Old Police Cells Museum in context
When the Town Hall was completed in 1834 Brighton had a population of about 40,000 and had been one of the largest towns in Sussex since the Middle Ages.
In 1285 it was regarded as sufficiently important to warrant its own constable and by the 14th century it had a weekly market and fair. The fishing industry was so successful that in the mid 17th century it was perhaps the largest town in Sussex.
As a health and spar resort Brighton prospered in the mid to late 18th century and with the patronage of the Prince Regent and the building of the Royal Pavilion it definitely became the place to be seen. The arrival of the railway in the 1840s ensured Brighton’s position as the premier Sussex town and now city.
Brighton has long had a varied reputation, from the playground of the Royals to the ‘drugs capital of Europe’. For many, it’s saucy seaside postcards and ‘dirty weekends’ and for others it’s a city of millionaires and gangsters. Noel Coward declared it a town of ‘piers, queers and racketeers’ and Keith Waterhouse said, ‘Brighton looks as though it’s a town helping the police with their enquiries’.
“Brighton today is a large, jolly, friendly seaside town in Sussex… but in the years between the two wars…there was another Brighton of dark alleyways and festering slums. From here, the poison of crime and violence and gang warfare began to spread … this is a story of that other Brighton- now happily no more” -Disclaimer that runs at the beginning of John Boulting’s Brighton Rock.
Racecourse, dog track, conference centre, millionaires, celebrities, film and TV stars, Shoreham and Gatwick airports, Shoreham and Newhaven harbours, proximity to the capital, rail links to Europe, miles of unguarded coastline, millions of tourists and holiday makers – Brighton has everything, which naturally includes a number of enterprising criminals.

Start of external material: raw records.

//! The poll loop: fetch, diff, timestamp, emit.
//!
//! ```text
//!          deadline += period
//!   Idle ─────────────────────▶ Fetching
//!    ▲                             │
//!    │   ok:  diff → stamp → write │
//!    └─────────────────────────────┘
//!        err: count the cycle, keep the old baseline
//! ```
//!
//! Everything that survives from one cycle to the next lives in
//! [`PollState`], owned by the loop.

use std::io::{self, Write};
use std::time::{Duration, SystemTime, UNIX_EPOCH};

use tokio::time::{sleep_until, Instant};
use tracing::{debug, info, trace, warn};

use crate::data::{new_ticks, Timeline, TickRecord};
use crate::error::FetchErrorKind;
use crate::output::TickWriter;
use crate::source::{CircularSnapshot, SnapshotSource, RING_SIZE};

/// Default time between two polls.
pub const DEFAULT_PERIOD: Duration = Duration::from_millis(2500);

/// Running state carried across poll cycles.
#[derive(Debug, Clone, Default, PartialEq)]
pub struct PollState {
    /// Last successfully fetched buffer.
    pub previous_snapshot: Option<CircularSnapshot>,
    /// Number of the next tick to emit.
    pub tick_counter: u64,
    /// Number of cycles run so far, failed ones included.
    pub loop_iteration: u64,
    /// Synthetic timestamp of the last emitted tick.
    pub last_computed_timestamp_ms: Option<f64>,
    /// Duration of the last emitted tick.
    pub last_duration_ns: Option<u64>,
}

/// What the loop is doing right now.
#[derive(Debug, Clone, Copy, PartialEq, Eq)]
pub enum Phase {
    /// Waiting for the next deadline.
    Idle,
    /// Waiting on the snapshot source.
    Fetching,
}

/// Result of a single poll cycle.
#[derive(Debug, Clone, Copy, PartialEq, Eq)]
pub enum CycleOutcome {
    /// The fetch succeeded and this many ticks were written.
    Emitted(usize),
    /// The fetch failed; nothing was written.
    Failed(FetchErrorKind),
}

/// Wall-clock time in milliseconds since the Unix epoch.
pub fn wall_clock_ms() -> f64 {
    SystemTime::now()
        .duration_since(UNIX_EPOCH)
        .unwrap_or_default()
        .as_secs_f64()
        * 1000.0
}

/// Drives a [`SnapshotSource`] on a fixed schedule and writes tick rows.
pub struct PollLoop<S, W: Write> {
    source: S,
    writer: TickWriter<W>,
    timeline: Timeline,
    period: Duration,
    clock: Box<dyn FnMut() -> f64 + Send>,
    state: PollState,
    phase: Phase,
    header_written: bool,
    consecutive_failures: u64,
}

impl<S: SnapshotSource, W: Write> PollLoop<S, W> {
    /// Create a loop polling `source` every `period`.
    pub fn new(source: S, writer: TickWriter<W>, timeline: Timeline, period: Duration) -> Self {
        Self {
            source,
            writer,
            timeline,
            period,
            clock: Box::new(wall_clock_ms),
            state: PollState::default(),
            phase: Phase::Idle,
            header_written: false,
            consecutive_failures: 0,
        }
    }

    /// Replace the clock used to stamp poll completion times.
    pub fn with_clock(mut self, clock: impl FnMut() -> f64 + Send + 'static) -> Self {
        self.clock = Box::new(clock);
        self
    }

    /// Returns the running state.
    pub fn state(&self) -> &PollState {
        &self.state
    }

    /// Returns the current phase.
    pub fn phase(&self) -> Phase {
        self.phase
    }

    /// Returns the output writer.
    pub fn writer(&self) -> &TickWriter<W> {
        &self.writer
    }

    /// Consume the loop, returning the output writer.
    pub fn into_writer(self) -> TickWriter<W> {
        self.writer
    }

    /// Write the header row if it has not been written yet.
    pub fn start(&mut self) -> io::Result<()> {
        if !self.header_written {
            self.writer.write_header()?;
            self.header_written = true;
            info!(source = self.source.description(), "polling started");
        }
        Ok(())
    }

    /// Poll forever on a drift-corrected schedule.
    ///
    /// Only returns if writing to the output fails.
    pub async fn run(&mut self) -> io::Result<()> {
        self.start()?;
        let mut deadline = Instant::now();
        loop {
            deadline += self.period;
            self.tick(deadline).await?;
        }
    }

    /// Run exactly `cycles` scheduled cycles.
    pub async fn run_cycles(&mut self, cycles: u64) -> io::Result<()> {
        self.start()?;
        let mut deadline = Instant::now();
        for _ in 0..cycles {
            deadline += self.period;
            self.tick(deadline).await?;
        }
        Ok(())
    }

    async fn tick(&mut self, deadline: Instant) -> io::Result<CycleOutcome> {
        sleep_until(deadline).await;
        let late = Instant::now().saturating_duration_since(deadline);
        if late > self.period {
            debug!(late_ms = late.as_millis() as u64, "poll cycle started late");
        }
        self.poll_once().await
    }

    /// Run one cycle immediately: fetch, extract, stamp and write.
    pub async fn poll_once(&mut self) -> io::Result<CycleOutcome> {
        let iteration = self.state.loop_iteration;

        self.phase = Phase::Fetching;
        trace!(iteration, "fetching");
        let fetched = self.source.fetch().await;
        self.phase = Phase::Idle;

        let current = match fetched {
            Ok(current) => current,
            Err(e) => {
                self.consecutive_failures += 1;
                if self.consecutive_failures == 1 {
                    warn!(iteration, kind = ?e.kind(), error = %e, "fetch failed");
                } else {
                    debug!(
                        iteration,
                        failures = self.consecutive_failures,
                        error = %e,
                        "fetch still failing"
                    );
                }
                self.state.loop_iteration += 1;
                return Ok(CycleOutcome::Failed(e.kind()));
            }
        };

        if self.consecutive_failures > 0 {
            info!(
                iteration,
                failures = self.consecutive_failures,
                "fetch recovered"
            );
            self.consecutive_failures = 0;
        }

        let sampled_at_ms = (self.clock)();
        let ticks = new_ticks(self.state.previous_snapshot.as_ref(), &current);
        if ticks.len() == RING_SIZE {
            warn!(
                iteration,
                "whole tick buffer rewritten since last poll, ticks may have been missed"
            );
        }

        for &duration_ns in &ticks {
            let computed_timestamp_ms =
                self.timeline.stamp(&mut self.state, duration_ns, sampled_at_ms);
            let record = TickRecord {
                tick_number: self.state.tick_counter,
                duration_ns,
                loop_iteration: iteration,
                sampled_at_ms,
                computed_timestamp_ms,
            };
            self.writer.write_record(&record)?;
            self.state.tick_counter += 1;
        }

        debug!(iteration, ticks = ticks.len(), "poll complete");
        self.state.previous_snapshot = Some(current);
        self.state.loop_iteration += 1;
        Ok(CycleOutcome::Emitted(ticks.len()))
    }
}
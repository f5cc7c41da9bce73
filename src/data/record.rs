//! Emitted tick rows.

/// One reconstructed tick, ready to be written out.
#[derive(Debug, Clone, PartialEq)]
pub struct TickRecord {
    /// Position of this tick in the output stream, starting at 0.
    pub tick_number: u64,
    /// Measured tick duration, in nanoseconds.
    pub duration_ns: u64,
    /// Poll cycle that observed the tick.
    pub loop_iteration: u64,
    /// Wall-clock time the observing poll completed, in milliseconds.
    pub sampled_at_ms: f64,
    /// Synthetic time the tick ran at, in milliseconds.
    pub computed_timestamp_ms: f64,
}

impl TickRecord {
    /// Tick duration in milliseconds.
    pub fn duration_ms(&self) -> f64 {
        self.duration_ns as f64 / 1e6
    }
}
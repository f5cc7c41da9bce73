//! Snapshot source abstraction for reading the tick ring buffer.
//!
//! The poll loop only needs "give me the buffer as it is right now". This
//! module provides that as a trait, with a Jolokia HTTP implementation for
//! live servers and a channel-fed implementation for embedding and tests.

mod channel;
mod jolokia;
mod snapshot;

pub use channel::ChannelSource;
pub use jolokia::{
    JolokiaSource, JolokiaSourceBuilder, DEFAULT_ATTRIBUTE, DEFAULT_ENDPOINT, DEFAULT_MBEAN,
    DEFAULT_TIMEOUT,
};
pub use snapshot::{CircularSnapshot, RING_SIZE};

use std::fmt::Debug;

use async_trait::async_trait;

use crate::error::FetchError;

/// Trait for reading the current contents of the tick ring buffer.
///
/// # Example
///
/// ```
/// use tickwatch::{ChannelSource, CircularSnapshot, SnapshotSource};
///
/// # tokio_test::block_on(async {
/// let (tx, mut source) = ChannelSource::create("scripted");
/// tx.send(Ok(CircularSnapshot::new([50_000_000; 100]))).unwrap();
///
/// let snapshot = source.fetch().await.unwrap();
/// assert_eq!(snapshot[0], 50_000_000);
/// # });
/// ```
#[async_trait]
pub trait SnapshotSource: Send + Debug {
    /// Read the buffer once.
    ///
    /// Implementations perform a single attempt and never retry; the caller
    /// decides how to recover.
    async fn fetch(&mut self) -> Result<CircularSnapshot, FetchError>;

    /// Returns a human-readable description of the source.
    fn description(&self) -> &str;
}
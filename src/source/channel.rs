//! Channel-based snapshot source.
//!
//! Receives fetch outcomes through a tokio mpsc channel. Useful when the
//! tick buffer is obtained by some other means, and for driving the poll
//! loop with scripted responses.

use async_trait::async_trait;
use tokio::sync::mpsc;

use super::{CircularSnapshot, SnapshotSource};
use crate::error::FetchError;

/// Sender half paired with a [`ChannelSource`].
pub type FetchSender = mpsc::UnboundedSender<Result<CircularSnapshot, FetchError>>;

/// A snapshot source that yields whatever outcome was sent to it.
///
/// Each `fetch` waits for the next queued outcome. Once every sender has
/// been dropped and the queue is drained, `fetch` fails with
/// [`FetchError::Closed`].
///
/// # Example
///
/// ```
/// use tickwatch::ChannelSource;
///
/// let (tx, source) = ChannelSource::create("replay");
/// ```
#[derive(Debug)]
pub struct ChannelSource {
    receiver: mpsc::UnboundedReceiver<Result<CircularSnapshot, FetchError>>,
    description: String,
}

impl ChannelSource {
    /// Create a new channel source from an existing receiver.
    pub fn new(
        receiver: mpsc::UnboundedReceiver<Result<CircularSnapshot, FetchError>>,
        source_description: &str,
    ) -> Self {
        Self {
            receiver,
            description: format!("channel: {}", source_description),
        }
    }

    /// Create a channel pair.
    ///
    /// Returns (sender, source); outcomes pushed into the sender are handed
    /// out by the source in order.
    pub fn create(source_description: &str) -> (FetchSender, Self) {
        let (tx, rx) = mpsc::unbounded_channel();
        (tx, Self::new(rx, source_description))
    }
}

#[async_trait]
impl SnapshotSource for ChannelSource {
    async fn fetch(&mut self) -> Result<CircularSnapshot, FetchError> {
        self.receiver.recv().await.unwrap_or(Err(FetchError::Closed))
    }

    fn description(&self) -> &str {
        &self.description
    }
}
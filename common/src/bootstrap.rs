// Bootstrap utilities shared by the api and runner binaries

use crate::config::Settings;
use crate::database::{create_query_runner, QueryRunner};
use crate::extractor::Extractor;
use crate::jobs::{JobRegistry, JobRunner};
use crate::orchestrator::PipelineOrchestrator;
use crate::query_source::QuerySource;
use crate::table_writer::{ParquetTableWriter, TableWriter};
use crate::transfer::{ConfiguredTransfers, TransferClientFactory};
use anyhow::{Context, Result};
use std::sync::Arc;
use tracing::info;

/// Load settings from `config/` and the environment, then validate them
///
/// # Errors
/// Returns error if loading fails or a required value (such as database
/// credentials) is missing
pub fn load_settings() -> Result<Settings> {
    let settings = Settings::load().context("Failed to load configuration")?;
    settings
        .validate()
        .map_err(|e| anyhow::anyhow!("Invalid configuration: {}", e))?;
    Ok(settings)
}

/// Build the extractor from the query directory and database settings
///
/// # Errors
/// Returns error if the query directory is missing or database credentials
/// are absent
#[tracing::instrument(skip(settings))]
pub fn init_extractor(settings: &Settings) -> Result<Extractor> {
    let runner: Arc<dyn QueryRunner> =
        create_query_runner(&settings.database).context("Failed to create query runner")?;
    let writer: Arc<dyn TableWriter> = Arc::new(ParquetTableWriter::from_codec_name(
        &settings.extraction.compression,
    ));
    let source = QuerySource::from_config(&settings.extraction);

    let extractor = Extractor::from_source(&source, runner, writer)
        .context("Failed to load query definitions")?;
    info!(
        targets = extractor.targets().len(),
        queries = extractor.queries().len(),
        "Extractor initialized"
    );
    Ok(extractor)
}

/// Build the orchestrator with transfer clients from settings
///
/// # Errors
/// Returns error if the extractor cannot be built
pub fn init_orchestrator(settings: &Settings) -> Result<Arc<PipelineOrchestrator>> {
    let extractor = Arc::new(init_extractor(settings)?);
    let transfers: Arc<dyn TransferClientFactory> = Arc::new(
        ConfiguredTransfers::new(settings.sftp.clone(), settings.object_storage.clone())
            .with_webhook(settings.webhook.clone()),
    );
    Ok(Arc::new(PipelineOrchestrator::new(extractor, transfers)))
}

/// Build the job registry and runner
///
/// # Errors
/// Returns error if the orchestrator cannot be built
pub fn init_job_runner(settings: &Settings) -> Result<JobRunner> {
    let orchestrator = init_orchestrator(settings)?;
    let registry = JobRegistry::with_retention(settings.jobs.max_retained);
    info!(max_retained = ?settings.jobs.max_retained, "Job registry initialized");
    Ok(JobRunner::new(
        registry,
        orchestrator,
        settings.extraction.scratch_dir.clone(),
    ))
}
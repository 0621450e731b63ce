// Telemetry module for structured logging and metrics

use anyhow::Result;
use metrics::{counter, describe_counter, describe_histogram, histogram};
use metrics_exporter_prometheus::{PrometheusBuilder, PrometheusHandle};
use tracing_subscriber::{fmt, layer::SubscriberExt, util::SubscriberInitExt, EnvFilter, Layer};

/// Initialize structured logging.
///
/// `RUST_LOG` takes precedence over `log_level`. With `json` set every event
/// is emitted as one JSON object carrying the current span context.
#[tracing::instrument(skip_all)]
pub fn init_logging(log_level: &str, json: bool) -> Result<()> {
    let env_filter = EnvFilter::try_from_default_env()
        .or_else(|_| EnvFilter::try_new(log_level))
        .map_err(|e| anyhow::anyhow!("Failed to create env filter: {}", e))?;

    let layer = if json {
        fmt::layer()
            .json()
            .with_current_span(true)
            .with_span_list(true)
            .with_target(true)
            .with_thread_ids(true)
            .with_file(true)
            .with_line_number(true)
            .with_filter(env_filter)
            .boxed()
    } else {
        fmt::layer().with_target(false).with_filter(env_filter).boxed()
    };

    tracing_subscriber::registry()
        .with(layer)
        .try_init()
        .map_err(|e| anyhow::anyhow!("Failed to initialize tracing subscriber: {}", e))?;

    tracing::info!(log_level = log_level, json = json, "Structured logging initialized");
    Ok(())
}

/// Install the Prometheus recorder and describe the pipeline metrics.
///
/// The returned handle renders the exposition text for `/metrics`.
#[tracing::instrument(skip_all)]
pub fn init_metrics() -> Result<PrometheusHandle> {
    let handle = PrometheusBuilder::new()
        .install_recorder()
        .map_err(|e| anyhow::anyhow!("Failed to install Prometheus recorder: {}", e))?;

    describe_counter!("pipeline_jobs_total", "Jobs finished, by kind and status");
    describe_counter!(
        "pipeline_queries_total",
        "Query executions, by outcome"
    );
    describe_counter!(
        "pipeline_uploads_total",
        "File uploads, by transfer backend and outcome"
    );
    describe_histogram!(
        "pipeline_job_duration_seconds",
        "Duration of jobs in seconds"
    );

    tracing::info!("Prometheus metrics recorder initialized");
    Ok(handle)
}

fn outcome_label(success: bool) -> &'static str {
    if success {
        "success"
    } else {
        "error"
    }
}

/// Count one finished (target, query) execution
#[inline]
pub fn record_query_outcome(success: bool) {
    counter!("pipeline_queries_total", "outcome" => outcome_label(success)).increment(1);
}

/// Count one file upload attempt
#[inline]
pub fn record_upload_outcome(backend: &'static str, success: bool) {
    counter!(
        "pipeline_uploads_total",
        "backend" => backend,
        "outcome" => outcome_label(success)
    )
    .increment(1);
}

/// Count a finished job and record its duration
#[inline]
pub fn record_job_finished(kind: &str, status: &str, duration_seconds: f64) {
    counter!(
        "pipeline_jobs_total",
        "kind" => kind.to_string(),
        "status" => status.to_string()
    )
    .increment(1);
    histogram!("pipeline_job_duration_seconds", "kind" => kind.to_string()).record(duration_seconds);
}
/// Tabular result of one query: ordered column names and rows of JSON cells.
///
/// Exact decimals travel as strings; `decimal_scales` marks those columns
/// by index with the scale to store them at.
#[derive(Debug, Clone, Default, PartialEq, Serialize, Deserialize)]
pub struct QueryResult {
    pub columns: Vec<String>,
    pub rows: Vec<Vec<serde_json::Value>>,
    #[serde(default, skip_serializing_if = "BTreeMap::is_empty")]
    pub decimal_scales: BTreeMap<usize, u8>,
}

impl QueryResult {
    pub fn new(columns: Vec<String>, rows: Vec<Vec<serde_json::Value>>) -> Self {
        Self {
            columns,
            rows,
            decimal_scales: BTreeMap::new(),
        }
    }

    /// Mark `column` as decimal, widening to the largest scale seen
    pub fn note_decimal_scale(&mut self, column: usize, scale: u8) {
        let entry = self.decimal_scales.entry(column).or_insert(scale);
        *entry = (*entry).max(scale);
    }

    pub fn decimal_scale(&self, column: usize) -> Option<u8> {
        self.decimal_scales.get(&column).copied()
    }

    pub fn row_count(&self) -> usize {
        self.rows.len()
    }

    pub fn column_count(&self) -> usize {
        self.columns.len()
    }
}

/// Outcome of a single (target, query) execution
#[derive(Debug, Clone, Copy, PartialEq, Eq, Serialize, Deserialize)]
#[serde(rename_all = "lowercase")]
pub enum ExecutionOutcome {
    Success,
    Error,
}

impl fmt::Display for ExecutionOutcome {
    fn fmt(&self, f: &mut fmt::Formatter<'_>) -> fmt::Result {
        match self {
            ExecutionOutcome::Success => write!(f, "success"),
            ExecutionOutcome::Error => write!(f, "error"),
        }
    }
}

#[derive(Debug, Clone, PartialEq, Serialize, Deserialize)]
#[serde(rename_all = "camelCase")]
pub struct ExecutionRecord {
    pub database: String,
    pub query: String,
    pub rows: Option<usize>,
    pub cols: Option<usize>,
    pub elapsed_seconds: f64,
    pub status: ExecutionOutcome,
    pub error: Option<String>,
}

impl ExecutionRecord {
    pub fn succeeded(
        database: &str,
        query: &str,
        rows: usize,
        cols: usize,
        elapsed_seconds: f64,
    ) -> Self {
        Self {
            database: database.to_string(),
            query: query.to_string(),
            rows: Some(rows),
            cols: Some(cols),
            elapsed_seconds,
            status: ExecutionOutcome::Success,
            error: None,
        }
    }

    pub fn failed(database: &str, query: &str, elapsed_seconds: f64, error: String) -> Self {
        Self {
            database: database.to_string(),
            query: query.to_string(),
            rows: None,
            cols: None,
            elapsed_seconds,
            status: ExecutionOutcome::Error,
            error: Some(error),
        }
    }

    pub fn is_success(&self) -> bool {
        self.status == ExecutionOutcome::Success
    }
}

/// Aggregate result of an extraction batch.
///
/// `success` reports whether the batch could run at all; individual pair
/// failures are only reflected in `failed`, `errors` and `details`.
#[derive(Debug, Clone, PartialEq, Serialize, Deserialize)]
#[serde(rename_all = "camelCase")]
pub struct ExtractionReport {
    #[serde(skip_serializing_if = "Option::is_none")]
    pub target: Option<String>,
    pub total_executions: usize,
    pub successful: usize,
    pub failed: usize,
    pub errors: Vec<String>,
    pub details: Vec<ExecutionRecord>,
    pub total_time: f64,
    pub success: bool,
    #[serde(skip_serializing_if = "Option::is_none")]
    pub error: Option<String>,
    #[serde(skip_serializing_if = "Option::is_none")]
    pub available_targets: Option<Vec<String>>,
}

impl ExtractionReport {
    pub fn new(target: Option<String>) -> Self {
        Self {
            target,
            total_executions: 0,
            successful: 0,
            failed: 0,
            errors: Vec::new(),
            details: Vec::new(),
            total_time: 0.0,
            success: true,
            error: None,
            available_targets: None,
        }
    }

    /// Report for a batch that could not start
    pub fn aborted(target: Option<String>, error: impl Into<String>) -> Self {
        Self {
            success: false,
            error: Some(error.into()),
            ..Self::new(target)
        }
    }

    /// Report for a target outside the configured set
    pub fn not_configured(target: &str, available: Vec<String>) -> Self {
        Self {
            available_targets: Some(available),
            ..Self::aborted(
                Some(target.to_string()),
                format!("Database '{}' not configured", target),
            )
        }
    }

    /// Fold one execution record into the counters
    pub fn record(&mut self, record: ExecutionRecord) {
        self.total_executions += 1;
        if record.is_success() {
            self.successful += 1;
        } else {
            self.failed += 1;
            self.errors.push(format!(
                "Database: {}, Query: {}.sql, Error: {}",
                record.database,
                record.query,
                record.error.as_deref().unwrap_or("unknown error")
            ));
        }
        self.details.push(record);
    }

    /// Targets with at least one successful record, in execution order
    pub fn successful_targets(&self) -> Vec<String> {
        let mut targets: Vec<String> = Vec::new();
        for record in self.details.iter().filter(|r| r.is_success()) {
            if !targets.contains(&record.database) {
                targets.push(record.database.clone());
            }
        }
        targets
    }
}

/// Result of one `put_and_verify` call against a single destination
#[derive(Debug, Clone, PartialEq, Eq, Serialize, Deserialize)]
#[serde(rename_all = "camelCase")]
pub struct TransferOutcome {
    pub success: bool,
    pub message: String,
    pub remote_path: String,
    pub uploaded_files: Vec<String>,
    pub failed_files: Vec<String>,
}

impl TransferOutcome {
    /// Outcome when nothing could be attempted
    pub fn aborted(remote_path: impl Into<String>, message: impl Into<String>) -> Self {
        Self {
            success: false,
            message: message.into(),
            remote_path: remote_path.into(),
            uploaded_files: Vec::new(),
            failed_files: Vec::new(),
        }
    }
}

Brighton’s had it’s fair share of notorious villains and appalling murders. Possibly its first recorded murder was the killing of her own baby by Anne Boon in 1759. She is said to have suffocated her child and thrown the poor soul into a pigsty. In 1792 the mail coach robbers, Rook and Howell, were captured, executed and placed in gibbets. In the 19th century John Lawrence, Percy Lefroy Mapleton and Christina Edmunds were all found guilty of horrendous murders and in the last century George Haigh and Tony Mancini became two of the most imfamous murderers in the country.
In the 1920s and 1930s Brighton became notorious for a series of ‘trunk murders’ when disembowelled female bodies were discovered in two separate trunks at Charing Cross station in 1927 and two more bodies at Kings Cross and Brighton stations in 1934. Brighton quickly aquired the nickname of, ‘Queen of Slaughtering Places’ and a reputation as the crime capital of England.
Novelists, TV producers and film makers have enhanced this (some would say unwarranted) reputation by using Brighton as the backdrop for their stories. Tales of race gangs, prostitution, drugs, human trafficking, organ harvesting, money laundering, adolescent runaways, teenage rebellion, illicit weekends, fratricide, matricide, infanticide and straight forward common or garden murder have all found their way into print or onto the big screen.
We even have political terrorism.The attempt to blow up Mrs Thatcher and government ministers in 1984 by the IRA was as close as any group has come to destroying a government since Guy Fawkes’ abortive attempt in 1605. The horrific pictures which sped around the globe have sealed Brighton’s international reputation as a place where things happen.